If you're running your own instance of docs.rs for personal development, and you'd like to test out the S3 integration, there are a couple steps involved. It's mostly straightforward, but there's at least one major caveat that should be taken into account.

Requirements

Since docs.rs uses a fixed bucket name to upload files, you'll need to set up an independent server that implements the Amazon S3 API. Minio is an example of a server you can set up. Instructions for installing and configuring Minio (or any S3-compliant provider) are beyond the scope of this article.

Configuring your docs.rs instance

Once you have your server and credentials set up, you need to tell the docs.rs server to use it. You'll need to add some extra environment variables to the environment file you use to configure docs.rs. It uses the S3_ENDPOINT variable to determine where to call, and the other variables to configure its access privileges. The available environment variables are documented in rusoto's EnvironmentProvider.
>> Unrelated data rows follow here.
use anyhow::{bail, Context};
use fleetcore::projection::{ProjectionConfig, ProjectionMode};
use fleetcore::simulation::DriftConfig;
use serde::{Deserialize, Serialize};
use std::fs;
use std::net::SocketAddr;
use std::path::Path;
use std::time::Duration;

/// Connection settings for the generative AI collaborator.
#[derive(Clone, Debug, Serialize, Deserialize, PartialEq)]
#[serde(default)]
pub struct ClassifierConfig {
    pub endpoint: String,
    pub model: String,
    /// Falls back to the `API_KEY` environment variable when unset.
    pub api_key: Option<String>,
    pub timeout_ms: u64,
}

impl Default for ClassifierConfig {
    fn default() -> Self {
        Self {
            endpoint: "https://generativelanguage.googleapis.com".into(),
            model: "gemini-2.5-flash".into(),
            api_key: None,
            timeout_ms: 15_000,
        }
    }
}

impl ClassifierConfig {
    pub fn resolved_api_key(&self) -> Option<String> {
        self.api_key
            .clone()
            .or_else(|| std::env::var("API_KEY").ok())
            .filter(|key| !key.trim().is_empty())
    }

    pub fn timeout(&self) -> Duration {
        Duration::from_millis(self.timeout_ms)
    }
}

#[derive(Clone, Debug, Serialize, Deserialize, PartialEq)]
#[serde(default)]
pub struct FleetConfig {
    pub tick_interval_ms: u64,
    pub drift: DriftConfig,
    pub projection: ProjectionConfig,
    pub classifier: ClassifierConfig,
    pub bind: String,
    /// Load the demo fleet at startup.
    pub seed_fleet: bool,
}

impl Default for FleetConfig {
    fn default() -> Self {
        Self {
            tick_interval_ms: 2_000,
            drift: DriftConfig::default(),
            projection: ProjectionConfig::default(),
            classifier: ClassifierConfig::default(),
            bind: "127.0.0.1:9000".into(),
            seed_fleet: true,
        }
    }
}

impl FleetConfig {
    pub fn load<P: AsRef<Path>>(path: P) -> anyhow::Result<Self> {
        let path_ref = path.as_ref();
        let contents = fs::read_to_string(path_ref)
            .with_context(|| format!("reading fleet config {}", path_ref.display()))?;
        let config: FleetConfig = serde_yaml::from_str(&contents)
            .with_context(|| format!("parsing fleet config {}", path_ref.display()))?;
        config
            .validate()
            .with_context(|| format!("validating fleet config {}", path_ref.display()))?;
        Ok(config)
    }

    pub fn validate(&self) -> anyhow::Result<()> {
        if self.tick_interval_ms == 0 {
            bail!("tick_interval_ms must be greater than zero");
        }
        if self.classifier.timeout_ms == 0 {
            bail!("classifier.timeout_ms must be greater than zero");
        }
        self.drift.validate()?;
        // Registration places devices inside the facility even in tile-map mode.
        self.projection.bounds.validate()?;
        self.bind_address()?;
        Ok(())
    }

    pub fn tick_interval(&self) -> Duration {
        Duration::from_millis(self.tick_interval_ms)
    }

    pub fn bind_address(&self) -> anyhow::Result<SocketAddr> {
        self.bind
            .parse()
            .with_context(|| format!("parsing bind address {}", self.bind))
    }

    pub fn with_overrides(
        mut self,
        interval_ms: Option<u64>,
        seed: Option<u64>,
        projection: Option<ProjectionMode>,
        bind: Option<String>,
    ) -> Self {
        if let Some(interval_ms) = interval_ms {
            self.tick_interval_ms = interval_ms;
        }
        if seed.is_some() {
            self.drift.seed = seed;
        }
        if let Some(mode) = projection {
            self.projection.mode = mode;
        }
        if let Some(bind) = bind {
            self.bind = bind;
        }
        self
    }
}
AWS_ACCESS_KEY_ID=<access key>
AWS_SECRET_ACCESS_KEY=<access secret>
S3_ENDPOINT=<endpoint url>

Migrating files out of the database

Before you restart the process to load the new credentials, the files that are currently in the local database need to be migrated out to S3. Once docs.rs sees that it has AWS credentials in its environment, it will stop reading from the files table entirely. Therefore, to properly transition to using the new file storage, you need to run an extra command to upload them. It's helpful to lock the build queue while this is happening, so that no new files will sneak in while the migration happens.

cratesfyi build lock
# edit the environment file with the above variables if you haven't already
cratesfyi database move-to-s3 # this will take a while, depending on the size of your database
sudo systemctl restart cratesfyi # or however you manage your docs.rs service
# verify that files are loading from S3/Minio/etc
cratesfyi build unlock

Once this is done, new crate builds will upload files directly to your file storage service rather than into the database. The move-to-s3 command will remove rows from the files table in the database as it uploads them, so once you're done, you can compact the database to shrink its on-disk size.